Informing the management of desert ecosystems in the face of global environmental change

Theme: Pan-disciplinary
Primary Supervisor:

Nathalie Pettorelli

Behavioural and Population Ecology, IOZ

Secondary Supervisor:

Mathias Disney

Geography, UCL

Project Description:

Deserts are among the most poorly monitored and understood biomes in the world, despite covering 17% of global land mass and harbouring high levels of biodiversity. Available sparse information suggests that desert biodiversity is declining rapidly.

Climate change and anthropogenic activities (e.g., oil exploitation, mining) constitute important threats to remnant biodiversity and ecosystem services, yet little is known about where and how intensively the impacts of such threats are taking place.
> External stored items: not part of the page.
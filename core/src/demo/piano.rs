//! A flat 88-key piano keyboard, centred on the origin along +x.
use crate::geometry::{Float, Point3};
use crate::pitch;

pub const WHITE_KEY_WIDTH: Float = 0.8;
pub const WHITE_KEY_HEIGHT: Float = 0.25;
pub const WHITE_KEY_DEPTH: Float = 3.5;
pub const BLACK_KEY_WIDTH: Float = 0.5;
pub const BLACK_KEY_HEIGHT: Float = 0.45;
pub const BLACK_KEY_DEPTH: Float = 2.3;
pub const KEY_GAP: Float = 0.05;

#[derive(Debug, Clone, Copy, PartialEq)]
pub struct PianoKey {
  pub midi: u8,
  pub is_black: bool,
  /// Centre of the key box.
  pub position: Point3,
  /// Width, height, depth.
  pub size: Point3,
}

/// Every key of the piano, ascending by MIDI number.
pub fn piano_layout() -> Vec<PianoKey> {
  let white: Vec<u8> = pitch::all()
    .iter()
    .filter(|p| !p.is_black())
    .map(|p| p.midi)
    .collect();
  let pitch_width = WHITE_KEY_WIDTH + KEY_GAP;
  let total_width = white.len() as Float * pitch_width - KEY_GAP;
  let offset = -total_width / 2.0;
  let white_x = |midi: u8| {
    white
      .iter()
      .position(|m| *m == midi)
      .map(|i| offset + i as Float * pitch_width + WHITE_KEY_WIDTH / 2.0)
  };

  pitch::all()
    .iter()
    .map(|p| {
      if p.is_black() {
        // black keys sit between their white neighbours, set back from the front edge
        let x = match (white_x(p.midi - 1), white_x(p.midi + 1)) {
          (Some(left), Some(right)) => (left + right) / 2.0,
          (Some(left), None) => left + WHITE_KEY_WIDTH / 2.0 + KEY_GAP / 2.0,
          _ => offset,
        };
        PianoKey {
          midi: p.midi,
          is_black: true,
          position: Point3::new(
            x,
            BLACK_KEY_HEIGHT / 2.0,
            -(WHITE_KEY_DEPTH - BLACK_KEY_DEPTH) / 2.0,
          ),
          size: Point3::new(BLACK_KEY_WIDTH, BLACK_KEY_HEIGHT, BLACK_KEY_DEPTH),
        }
      } else {
        PianoKey {
          midi: p.midi,
          is_black: false,
          position: Point3::new(white_x(p.midi).unwrap_or(offset), WHITE_KEY_HEIGHT / 2.0, 0.0),
          size: Point3::new(WHITE_KEY_WIDTH, WHITE_KEY_HEIGHT, WHITE_KEY_DEPTH),
        }
      }
    })
    .collect()
}

#[cfg(test)]
mod tests {
  use super::*;

  #[test]
  fn keyboard_is_centred() {
    let keys = piano_layout();
    assert_eq!(keys.len(), 88);
    assert_eq!(keys.iter().filter(|k| !k.is_black).count(), 52);
    let first = keys[0].position.x;
    let last = keys[87].position.x;
    assert!((first + last).abs() < 1e-9);
    assert!(first < 0.0);
  }

  #[test]
  fn black_keys_sit_between_and_behind_white_keys() {
    let keys = piano_layout();
    // A#0 between A0 and B0
    let (a0, a_sharp0, b0) = (keys[0], keys[1], keys[2]);
    assert!(a_sharp0.is_black);
    assert!((a_sharp0.position.x - (a0.position.x + b0.position.x) / 2.0).abs() < 1e-12);
    assert!((a_sharp0.position.z + 0.6).abs() < 1e-12);
    assert_eq!(a_sharp0.position.y, 0.225);
    assert_eq!(a0.position.y, 0.125);
  }
}
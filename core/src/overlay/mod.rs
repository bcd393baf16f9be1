//! Line and label overlays drawn on top of the nodes. Each overlay is a bus
//! [Subscriber](crate::bus::Subscriber) that rebuilds its geometry from live node
//! positions whenever they move.
pub mod clock;
pub mod connections;
pub mod interval;
pub mod live_chord;
pub mod outline;
pub mod shape;

use crate::color::Color;
use crate::geometry::Point3;

/// An open polyline with one color per vertex.
#[derive(Debug, Clone, Default, PartialEq)]
pub struct Polyline {
  pub points: Vec<Point3>,
  pub colors: Vec<Color>,
}

impl Polyline {
  pub fn len(&self) -> usize {
    self.points.len()
  }

  pub fn is_empty(&self) -> bool {
    self.points.is_empty()
  }
}

/// A single colored line segment.
#[derive(Debug, Clone, Copy, PartialEq)]
pub struct Segment {
  pub from: Point3,
  pub to: Point3,
  pub from_color: Color,
  pub to_color: Color,
}
//! Named camera poses. The camera controller itself lives outside this crate
//! and applies whichever preset is announced on the bus.
use std::fmt::Display;
use std::str::FromStr;

use serde::{Deserialize, Serialize};

use crate::error::SpiralError;
use crate::geometry::Point3;
use crate::layout::ViewMode;

#[derive(Debug, Clone, Copy, PartialEq, Eq, Hash, Serialize, Deserialize)]
#[serde(rename_all = "lowercase")]
pub enum CameraPreset {
  Default,
  Top,
  Side,
  Concentric,
}

#[derive(Debug, Clone, Copy, PartialEq)]
pub struct CameraPose {
  pub position: Point3,
  pub target: Point3,
}

impl CameraPreset {
  pub fn pose(&self) -> CameraPose {
    let (position, target) = match self {
      CameraPreset::Default => (Point3::new(14.0, 25.0, 14.0), Point3::new(0.0, 20.0, 0.0)),
      CameraPreset::Top => (Point3::new(0.0, 55.0, 0.01), Point3::new(0.0, 20.0, 0.0)),
      CameraPreset::Side => (Point3::new(25.0, 22.0, 0.0), Point3::new(0.0, 22.0, 0.0)),
      // nudged off the vertical axis so the look-at has a defined up direction
      CameraPreset::Concentric => (Point3::new(0.0, 45.0, 0.01), Point3::ZERO),
    };
    CameraPose { position, target }
  }

  /// Preset announced when the view switches to `mode`.
  pub fn for_mode(mode: ViewMode) -> CameraPreset {
    match mode {
      ViewMode::Concentric => CameraPreset::Concentric,
      ViewMode::Spiral | ViewMode::Fifths => CameraPreset::Default,
    }
  }

  pub fn name(&self) -> &'static str {
    match self {
      CameraPreset::Default => "default",
      CameraPreset::Top => "top",
      CameraPreset::Side => "side",
      CameraPreset::Concentric => "concentric",
    }
  }
}

impl Display for CameraPreset {
  fn fmt(&self, f: &mut std::fmt::Formatter<'_>) -> std::fmt::Result {
    write!(f, "{}", self.name())
  }
}

impl FromStr for CameraPreset {
  type Err = SpiralError;

  fn from_str(s: &str) -> Result<Self, Self::Err> {
    match s.trim().to_ascii_lowercase().as_str() {
      "default" => Ok(CameraPreset::Default),
      "top" => Ok(CameraPreset::Top),
      "side" => Ok(CameraPreset::Side),
      "concentric" => Ok(CameraPreset::Concentric),
      _ => Err(SpiralError::InvalidCameraPreset(s.to_string())),
    }
  }
}
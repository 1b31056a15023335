//! Tier-2 one-ply material + positional strategy.
//!
//! Plays an immediate checkmate when one exists; otherwise simulates every
//! legal move on a scratch copy and keeps the best `StandardScorer`
//! outcome, breaking ties uniformly at random.

use rand::prelude::IndexedRandom;
use rand::rngs::StdRng;
use rand::SeedableRng;

use crate::board::board::Board;
use crate::board::chess_move::Move;
use crate::board::chess_types::Color;
use crate::board::move_list::legal_moves_for;
use crate::engines::engine_trait::Engine;
use crate::search::board_scoring::{BoardScorer, StandardScorer};

pub struct GreedyEngine {
    rng: StdRng,
}

impl GreedyEngine {
    pub fn new() -> Self {
        Self {
            rng: StdRng::from_os_rng(),
        }
    }

    pub fn with_seed(seed: u64) -> Self {
        Self {
            rng: StdRng::seed_from_u64(seed),
        }
    }
}

impl Default for GreedyEngine {
    fn default() -> Self {
        Self::new()
    }
}

impl Engine for GreedyEngine {
    fn choose_move(&mut self, board: &Board, color: Color) -> Option<Move> {
        let all = legal_moves_for(board, color);
        if all.is_empty() {
            return None;
        }

        // A move that mates on the spot beats any evaluation.
        let mut mating = Vec::new();
        for mv in &all {
            let mut scratch = board.clone();
            scratch.apply_move(mv);
            if scratch.is_checkmate(color.opposite()) {
                mating.push(*mv);
            }
        }
        if !mating.is_empty() {
            return mating.as_slice().choose(&mut self.rng).copied();
        }

        let scorer = StandardScorer;
        let mut best_score = i32::MIN;
        let mut best_moves = Vec::new();
        for mv in &all {
            let mut scratch = board.clone();
            scratch.apply_move(mv);
            let score = scorer.score(&scratch, color);

            if score > best_score {
                best_score = score;
                best_moves.clear();
                best_moves.push(*mv);
            } else if score == best_score {
                best_moves.push(*mv);
            }
        }

        best_moves.as_slice().choose(&mut self.rng).copied()
    }
}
Using the Sahara and the Gobi deserts as case studies, this project will support efforts to protect desert ecosystems, and the people that depends on them, against global environmental change by (a) establishing new remote sensing methodologies to monitor the status and trends in, and threats to, desert biodiversity; (b) assessing and costing the likely impacts of climate change on the provisioning of key ecosystem services.

Policy Impact of Research:

This project will fill several knowledge gaps, support conservation efforts in desert environments, increase the applicability of satellite-based information, and inform international conventions such as the UNCCD and UNFCCC.